Scan the listing below and copy every line holding "application".

> _EXERCISE MATERIALS_
-=-=-

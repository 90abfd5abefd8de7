//! Error types for snow-sheets.
//!
//! Defines the main error enum used throughout the application.

use thiserror::Error;

/// Main error type for snow-sheets operations.
#[derive(Error, Debug)]
pub enum AppError {
    /// Configuration errors (unknown profile, missing keys, unparsable YAML, etc.)
    #[error("Configuration error: {0}")]
    Config(String),

    /// Warehouse authentication errors (bad credentials, passcode rejected, etc.)
    #[error("Authentication error: {0}")]
    Auth(String),

    /// File system errors (missing SQL, config or credential file)
    #[error("I/O error: {0}")]
    Io(String),

    /// SQL template errors (unresolved placeholder, missing terminator, etc.)
    #[error("Template error: {0}")]
    Template(String),

    /// Warehouse-side execution errors (malformed SQL, unusable session, etc.)
    #[error("Execution error: {0}")]
    Execution(String),

    /// Spreadsheet errors (unknown tab, API rejection, token exchange, etc.)
    #[error("Sheet error: {0}")]
    Sink(String),

    /// Internal application errors (unexpected states, bugs, etc.)
    #[error("Internal error: {0}")]
    Internal(String),
}

impl AppError {
    /// Creates a configuration error with the given message.
    pub fn config(msg: impl Into<String>) -> Self {
        Self::Config(msg.into())
    }

    /// Creates an authentication error with the given message.
    pub fn auth(msg: impl Into<String>) -> Self {
        Self::Auth(msg.into())
    }

    /// Creates an I/O error with the given message.
    pub fn io(msg: impl Into<String>) -> Self {
        Self::Io(msg.into())
    }

    /// Creates a template error with the given message.
    pub fn template(msg: impl Into<String>) -> Self {
        Self::Template(msg.into())
    }

    /// Creates an execution error with the given message.
    pub fn execution(msg: impl Into<String>) -> Self {
        Self::Execution(msg.into())
    }

    /// Creates a sheet error with the given message.
    pub fn sink(msg: impl Into<String>) -> Self {
        Self::Sink(msg.into())
    }

    /// Creates an internal error with the given message.
    pub fn internal(msg: impl Into<String>) -> Self {
        Self::Internal(msg.into())
    }

    /// Returns the error category as a string for display purposes.
    pub fn category(&self) -> &'static str {
        match self {
            Self::Config(_) => "Configuration Error",
            Self::Auth(_) => "Authentication Error",
            Self::Io(_) => "I/O Error",
            Self::Template(_) => "Template Error",
            Self::Execution(_) => "Execution Error",
            Self::Sink(_) => "Sheet Error",
            Self::Internal(_) => "Internal Error",
        }
    }
}

/// Result type alias using AppError.
pub type Result<T> = std::result::Result<T, AppError>;

#[cfg(test)]
mod tests {
    use super::*;

    #[test]
    fn test_error_display_config() {
        let err = AppError::config("Profile 'qa' not found in config.yaml");
        assert_eq!(
            err.to_string(),
            "Configuration error: Profile 'qa' not found in config.yaml"
        );
        assert_eq!(err.category(), "Configuration Error");
    }

    #[test]
    fn test_error_display_auth() {
        let err = AppError::auth("Incorrect username or password was specified.");
        assert_eq!(
            err.to_string(),
            "Authentication error: Incorrect username or password was specified."
        );
        assert_eq!(err.category(), "Authentication Error");
    }

    #[test]
    fn test_error_display_io() {
        let err = AppError::io("Failed to read sql/sales.sql: No such file or directory");
        assert!(err.to_string().starts_with("I/O error: "));
        assert_eq!(err.category(), "I/O Error");
    }

    #[test]
    fn test_error_display_template() {
        let err = AppError::template("unresolved placeholders: {start_date}");
        assert_eq!(
            err.to_string(),
            "Template error: unresolved placeholders: {start_date}"
        );
        assert_eq!(err.category(), "Template Error");
    }

    #[test]
    fn test_error_display_execution() {
        let err = AppError::execution("SQL compilation error: invalid identifier 'EMAL'");
        assert_eq!(
            err.to_string(),
            "Execution error: SQL compilation error: invalid identifier 'EMAL'"
        );
        assert_eq!(err.category(), "Execution Error");
    }

    #[test]
    fn test_error_display_sink() {
        let err = AppError::sink("Worksheet 'Ventas' not found");
        assert_eq!(err.to_string(), "Sheet error: Worksheet 'Ventas' not found");
        assert_eq!(err.category(), "Sheet Error");
    }

    #[test]
    fn test_error_display_internal() {
        let err = AppError::internal("unexpected state");
        assert_eq!(err.to_string(), "Internal error: unexpected state");
        assert_eq!(err.category(), "Internal Error");
    }

    #[test]
    fn test_error_is_send_sync() {
        fn assert_send_sync<T: Send + Sync>() {}
        assert_send_sync::<AppError>();
    }
}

-=-=-

> _SOLVED PROBLEM_
//! Defines the main error enum used throughout the application.
    /// Internal application errors (unexpected states, bugs, etc.)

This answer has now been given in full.